Just adding, I still have memories of the milk man coming round with a horse and cart. In the winter, it had socks on its feet to help stop it slipping. (It was massive, around 17 hands.)
I can also remember going to the sweet shop and being able to but three sweets for a penny.

Pixel · 14/01/2017 22:37

When you bought tea you'd get a little card to stick in a book and tried to collect them all. You could do swaps at school. I remember collecting 'inventors and inventions'.

Cedilla · 14/01/2017 22:38

Don't remember that, Tricky, but I do remember us kids being made to inhale the steam from a bowl of hot water and Friar's Balsalm, with a towel over our heads, when we had chesty colds!

ratspeaker · 14/01/2017 22:39

Party lines if you had a telephone in the house.

Mums divi number. Recited at every co op purchase.
We'd go to Bread Street co op in Edinburgh for school uniform, vests, shoes, paid out of the divi.

Carnation milk, condensed milk, Angel Delight. Often with tinned peaches or tinned fruit salad ( oh the fights over whose turn it was to get the cherry)

I also remember being sent to the bakers for rolls ( mostly on a Sunday) coming back on a cold winters day clutching a warm fragrant bundle.

New Year ( Hogmanay up here ) i can remeber helping cutting up cubes of cheese then adding picked onion and pineapple on a cocktail stick.
Making meat paste sandwiches.
Cutting tomato " flowers"
Cyboes ( spring or salad onions) trimming then cutting each end, putting in cold water , theyd curl up.
butter was posh if scraped with one of those curly things to be served in bowls of water ( to keep it cool)

We knew of curries, rice and pasta in our house but also Smash, spam, or being sent to the chippy for a poke of chips.
If I can recall correctly it was spam beans and chips for tea at our grandmothers most Saturdays , cousins too, the Dr Who, the spinners or somesuch.
We'd sleep 2 /3to a bed, or on of those fold down beds.
Sharing a bed was cosier in the single glazed, no central heating rooms.

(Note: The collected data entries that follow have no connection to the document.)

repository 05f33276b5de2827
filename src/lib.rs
//! `desy3-bao` library crate.
//!
//! The DES Y3 BAO likelihood: a tabulated `chi2(alpha)` profile evaluated at
//! `alpha = (D_M / D_M,fid) * (r_s,fid / r_s)` for theory quantities supplied
//! by a host sampler.
//!
//! The binary (`bao`) is a thin wrapper around this library so that:
//!
//! - the likelihood is testable without spawning processes
//! - hosts can embed `likelihood::AlphaLikelihood` directly

pub mod app;
pub mod cli;
pub mod domain;
pub mod error;
pub mod io;
pub mod likelihood;
pub mod math;
pub mod plot;
pub mod report;
pub mod scan;
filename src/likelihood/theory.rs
//! Theory-provider seam.
//!
//! The host owns the cosmology code; the likelihood only pulls the two
//! quantities it declared in its requirements.

use std::collections::HashMap;

use crate::io::curve::DistanceCurve;

/// Theory quantities supplied by the host for the current parameter point.
pub trait TheoryProvider {
    /// Scalar derived parameter (e.g. `rdrag`), if the provider computed it.
    fn get_param(&self, name: &str) -> Option<f64>;

    /// Angular-diameter distances (Mpc) at each of `z`, same order.
    fn get_angular_diameter_distance(&self, z: &[f64]) -> Vec<f64>;
}

/// Provider backed by a fixed distance curve and a set of scalar parameters.
#[derive(Debug, Clone)]
pub struct TabulatedTheory {
    curve: DistanceCurve,
    params: HashMap<String, f64>,
}

impl TabulatedTheory {
    pub fn new(curve: DistanceCurve) -> Self {
        Self {
            curve,
            params: HashMap::new(),
        }
    }

    pub fn with_param(mut self, name: impl Into<String>, value: f64) -> Self {
        self.params.insert(name.into(), value);
        self
    }
}

impl TheoryProvider for TabulatedTheory {
    fn get_param(&self, name: &str) -> Option<f64> {
        self.params.get(name).copied()
    }

    fn get_angular_diameter_distance(&self, z: &[f64]) -> Vec<f64> {
        self.curve.resample(z)
    }
}
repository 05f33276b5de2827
use std::process::ExitCode;

fn main() -> ExitCode {
    match desy3_bao::app::run() {
        Ok(()) => ExitCode::SUCCESS,
        Err(err) => {
            eprintln!("{err}");
            ExitCode::from(err.exit_code())
        }
    }
}
//! Chi-squared profile loading.
//!
//! The profile CSV has one header row and columns
//! `alpha, chi2_<method0>, chi2_<method1>, ...`. Only `alpha` and the selected
//! method column are kept.
//!
//! Unlike the bond ingest this is all-or-nothing: a single bad row means the
//! profile cannot be trusted, so the whole load fails.

use std::fs::File;
use std::path::Path;

use csv::StringRecord;

use crate::error::LikelihoodError;
use crate::math::interp;

/// Tabulated `chi2(alpha)` profile.
///
/// Invariants (checked on construction):
/// - at least two rows
/// - `alpha` strictly increasing
/// - `chi2 >= 0`, everything finite
#[derive(Debug, Clone, PartialEq)]
pub struct CalibrationTable {
    alpha: Vec<f64>,
    chi2: Vec<f64>,
    method: String,
    methods: Vec<String>,
}

impl CalibrationTable {
    /// Build a table from in-memory columns.
    pub fn from_columns(alpha: Vec<f64>, chi2: Vec<f64>) -> Result<Self, LikelihoodError> {
        check_columns(&alpha, &chi2).map_err(LikelihoodError::InvalidTable)?;
        Ok(Self {
            alpha,
            chi2,
            method: "chi2".to_string(),
            methods: vec!["chi2".to_string()],
        })
    }

    /// Load `alpha` (column 0) and `chi2` (column `column`) from a CSV profile.
    pub fn load(path: &Path, column: usize) -> Result<Self, LikelihoodError> {
        let fail = |reason: String| LikelihoodError::data_load(path, reason);

        let file = File::open(path).map_err(|e| fail(format!("cannot open file: {e}")))?;

        let mut reader = csv::ReaderBuilder::new()
            .has_headers(true)
            .trim(csv::Trim::All)
            .from_reader(file);

        let headers = reader
            .headers()
            .map_err(|e| fail(format!("cannot read header row: {e}")))?
            .clone();
        let names = header_names(&headers);

        if column == 0 {
            return Err(fail("column 0 holds alpha; pick a chi2 column >= 1".to_string()));
        }
        if column >= names.len() {
            return Err(fail(format!(
                "chi2 column {column} requested but the file has {} columns",
                names.len()
            )));
        }

        let mut alpha = Vec::new();
        let mut chi2 = Vec::new();

        for (idx, result) in reader.records().enumerate() {
            // records() starts after the header; report 1-based file lines.
            let line = idx + 2;
            let record = result.map_err(|e| fail(format!("line {line}: CSV parse error: {e}")))?;
            alpha.push(parse_cell(&record, 0).map_err(|e| fail(format!("line {line}: {e}")))?);
            chi2.push(parse_cell(&record, column).map_err(|e| fail(format!("line {line}: {e}")))?);
        }

        check_columns(&alpha, &chi2).map_err(fail)?;

        Ok(Self {
            alpha,
            chi2,
            method: names[column].clone(),
            methods: names[1..].to_vec(),
        })
    }

    pub fn alpha(&self) -> &[f64] {
        &self.alpha
    }

    pub fn chi2(&self) -> &[f64] {
        &self.chi2
    }

    pub fn len(&self) -> usize {
        self.alpha.len()
    }

    pub fn is_empty(&self) -> bool {
        self.alpha.is_empty()
    }

    /// `(alpha_min, alpha_max)` covered by the table.
    pub fn alpha_range(&self) -> (f64, f64) {
        (self.alpha[0], self.alpha[self.alpha.len() - 1])
    }

    /// Name of the selected chi2 method column.
    pub fn method(&self) -> &str {
        &self.method
    }

    /// All chi2 method columns present in the source file.
    pub fn methods(&self) -> &[String] {
        &self.methods
    }

    /// `chi2` at `alpha`, linearly interpolated and clamped to the boundary
    /// values outside the tabulated range.
    ///
    /// A non-finite `alpha` (e.g. from `rdrag == 0`) returns `NaN` instead of
    /// the clamped boundary value.
    pub fn chi2_at(&self, alpha: f64) -> f64 {
        if !alpha.is_finite() {
            return f64::NAN;
        }
        interp(alpha, &self.alpha, &self.chi2)
    }
}

fn header_names(headers: &StringRecord) -> Vec<String> {
    headers
        .iter()
        .map(|name| {
            // Spreadsheet exports sometimes prefix the first header with a BOM.
            name.trim().trim_start_matches('\u{feff}').to_string()
        })
        .collect()
}

fn parse_cell(record: &StringRecord, idx: usize) -> Result<f64, String> {
    let raw = record
        .get(idx)
        .ok_or_else(|| format!("missing column {idx} (row has {} fields)", record.len()))?;
    raw.parse::<f64>()
        .map_err(|_| format!("column {idx}: '{raw}' is not a number"))
}

fn check_columns(alpha: &[f64], chi2: &[f64]) -> Result<(), String> {
    if alpha.len() != chi2.len() {
        return Err(format!(
            "alpha and chi2 lengths differ ({} vs {})",
            alpha.len(),
            chi2.len()
        ));
    }
    if alpha.len() < 2 {
        return Err(format!("need at least 2 rows, found {}", alpha.len()));
    }
    if let Some(i) = alpha.iter().position(|v| !v.is_finite()) {
        return Err(format!("row {i}: alpha is not finite"));
    }
    if let Some(i) = chi2.iter().position(|v| !v.is_finite() || *v < 0.0) {
        return Err(format!("row {i}: chi2 must be finite and >= 0, got {}", chi2[i]));
    }
    if let Some(i) = alpha.windows(2).position(|w| w[1] <= w[0]) {
        return Err(format!(
            "alpha must be strictly increasing (row {} = {} follows {})",
            i + 1,
            alpha[i + 1],
            alpha[i]
        ));
    }
    Ok(())
}

#[cfg(test)]
mod tests {
    use super::*;
    use std::io::Write;

    fn write_csv(contents: &str) -> tempfile::NamedTempFile {
        let mut file = tempfile::NamedTempFile::new().unwrap();
        file.write_all(contents.as_bytes()).unwrap();
        file
    }

    const PROFILE: &str = "\
alpha,chi2_template,chi2_cosmolike
0.8,12.0,10.0
1.0,1.0,0.0
1.2,14.0,10.0
";

    #[test]
    fn loads_selected_column() {
        let file = write_csv(PROFILE);
        let table = CalibrationTable::load(file.path(), 1).unwrap();
        assert_eq!(table.alpha(), &[0.8, 1.0, 1.2]);
        assert_eq!(table.chi2(), &[12.0, 1.0, 14.0]);
        assert_eq!(table.method(), "chi2_template");
        assert_eq!(table.methods(), &["chi2_template".to_string(), "chi2_cosmolike".to_string()]);
        assert_eq!(table.alpha_range(), (0.8, 1.2));

        let table = CalibrationTable::load(file.path(), 2).unwrap();
        assert_eq!(table.chi2(), &[10.0, 0.0, 10.0]);
    }

    #[test]
    fn strips_bom_from_header() {
        let file = write_csv("\u{feff}alpha, chi2_a\n0.9,1.0\n1.1,2.0\n");
        let table = CalibrationTable::load(file.path(), 1).unwrap();
        assert_eq!(table.method(), "chi2_a");
        assert_eq!(table.len(), 2);
    }

    #[test]
    fn missing_file_is_data_load_error() {
        let err = CalibrationTable::load(Path::new("/nonexistent/profile.csv"), 1).unwrap_err();
        assert!(matches!(err, LikelihoodError::DataLoad { .. }));
    }

    #[test]
    fn rejects_too_few_rows() {
        let file = write_csv("alpha,chi2\n1.0,0.0\n");
        let err = CalibrationTable::load(file.path(), 1).unwrap_err();
        assert!(err.to_string().contains("at least 2 rows"), "{err}");

        let header_only = write_csv("alpha,chi2\n");
        assert!(CalibrationTable::load(header_only.path(), 1).is_err());
    }

    #[test]
    fn rejects_malformed_rows() {
        let file = write_csv("alpha,chi2\n0.9,1.0\n1.0,abc\n");
        let err = CalibrationTable::load(file.path(), 1).unwrap_err();
        assert!(err.to_string().contains("line 3"), "{err}");
    }

    #[test]
    fn rejects_out_of_range_column() {
        let file = write_csv(PROFILE);
        assert!(CalibrationTable::load(file.path(), 3).is_err());
        assert!(CalibrationTable::load(file.path(), 0).is_err());
    }

    #[test]
    fn rejects_unsorted_or_negative() {
        let unsorted = write_csv("alpha,chi2\n1.0,1.0\n0.9,2.0\n");
        assert!(CalibrationTable::load(unsorted.path(), 1).is_err());

        let duplicate = CalibrationTable::from_columns(vec![1.0, 1.0], vec![0.0, 1.0]);
        assert!(matches!(duplicate, Err(LikelihoodError::InvalidTable(_))));

        let negative = CalibrationTable::from_columns(vec![0.9, 1.0], vec![0.0, -1.0]);
        assert!(negative.is_err());
    }

    #[test]
    fn chi2_lookup_clamps_and_rejects_non_finite() {
        let table = CalibrationTable::from_columns(vec![0.8, 1.0, 1.2], vec![10.0, 0.0, 10.0]).unwrap();
        assert_eq!(table.chi2_at(0.8), 10.0);
        assert_eq!(table.chi2_at(0.1), 10.0);
        assert_eq!(table.chi2_at(1.2), 10.0);
        assert_eq!(table.chi2_at(5.0), 10.0);
        assert!(table.chi2_at(f64::INFINITY).is_nan());
        assert!(table.chi2_at(f64::NAN).is_nan());
    }
}
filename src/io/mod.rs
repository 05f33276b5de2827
//! Input/output helpers.
//!
//! - chi-squared profile loading (`table`)
//! - theory distance curves from CSV (`curve`)
//! - scan exports (CSV/JSON) (`export`)

pub mod curve;
pub mod export;
pub mod table;

pub use curve::*;
pub use export::*;
pub use table::*;
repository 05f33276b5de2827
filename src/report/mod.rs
//! Reporting utilities: formatted terminal output.

pub mod format;

pub use format::*;
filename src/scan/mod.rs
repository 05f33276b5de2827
//! Likelihood scans over the sound horizon.
//!
//! Holding the theory distance fixed and sweeping `rdrag` traces the profile
//! through `alpha ∝ 1 / rdrag`. Points are evaluated in parallel against one
//! shared evaluator; output order follows the input grid.

use rayon::prelude::*;

use crate::domain::{EvaluationRequest, ScanPoint};
use crate::error::AppError;
use crate::likelihood::AlphaLikelihood;
use crate::math::linspace;

/// Evaluate the likelihood at `steps` evenly spaced `rdrag` values in
/// `[rdrag_min, rdrag_max]`, with a flat distance curve equal to `predicted_dm`.
pub fn scan_rdrag(
    like: &AlphaLikelihood,
    predicted_dm: f64,
    rdrag_min: f64,
    rdrag_max: f64,
    steps: usize,
) -> Result<Vec<ScanPoint>, AppError> {
    if !(rdrag_min.is_finite() && rdrag_max.is_finite() && rdrag_min > 0.0 && rdrag_max > rdrag_min) {
        return Err(AppError::new(
            2,
            format!("Invalid rdrag range: min={rdrag_min}, max={rdrag_max} (must be finite, >0, and max>min)."),
        ));
    }
    if steps < 2 {
        return Err(AppError::new(2, "Scan steps must be >= 2."));
    }

    let distances = vec![predicted_dm; like.redshifts().len()];
    let grid = linspace(rdrag_min, rdrag_max, steps);

    let points: Vec<ScanPoint> = grid
        .par_iter()
        .map(|&rdrag| {
            let request = EvaluationRequest::new(distances.clone(), rdrag);
            let eval = like.evaluate(&request);
            ScanPoint {
                rdrag,
                alpha: eval.alpha,
                chi2: eval.chi2,
                logp: eval.logp,
            }
        })
        .collect();

    Ok(points)
}

/// Scan point with the highest log-likelihood, ignoring non-finite values.
pub fn best_point(points: &[ScanPoint]) -> Option<ScanPoint> {
    points
        .iter()
        .filter(|p| p.logp.is_finite())
        .max_by(|a, b| a.logp.partial_cmp(&b.logp).unwrap_or(std::cmp::Ordering::Equal))
        .copied()
}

Beds had sheets, blankets and eiderdowns.
Flanelette sheets if you were lucky, those horrible nylon ones if not.

Each spring , when there was a few good days forecast the eiderdown and blankets would each be put into the big washing sink, water and snowflake washing powder added then smallest child set to tramp in it.
Then put through the mangle and carried down to handg in the green ( this was often a shared area between several flats. Leaving washing out was frowned upon but maybe tolerated on blanket wash days.)

Pixel · 14/01/2017 22:39

No Tricky, but we did put Vicks and hot water in the mixing bowl and inhale it with a towel over our heads and the bowl to keep the steam in. It made your eyes sting a bit but it cleared blocked noses!

AdoraBell · 14/01/2017 22:39

Using that manky dripping - on toast. It was mixed with a splash of hot water to soften the fat and a corner off an oxo cube crumbled into it.

Also the small bottle of oil, but she ccalled it castor oil.

whitehandledkitchenknife · 14/01/2017 22:39

Oh my - so many memories! No heating in our house, save the coal fire in the living room. Paraffin heater in the hall to take the chill off. No telly until 1966 and then only BBC1. Milk and butter kept in a bucket of water in the pantry in summer as no fridge. Weekly bath and hair wash, all the kids going in one after the other, same water.
The coal man delivered coal in the winter and sold ice-cream in the summer. Drinking Oxo soup after having a tooth out to help it heal.

And…….being sent to buy my dad's cigarettes, 20 Embassy Red!!!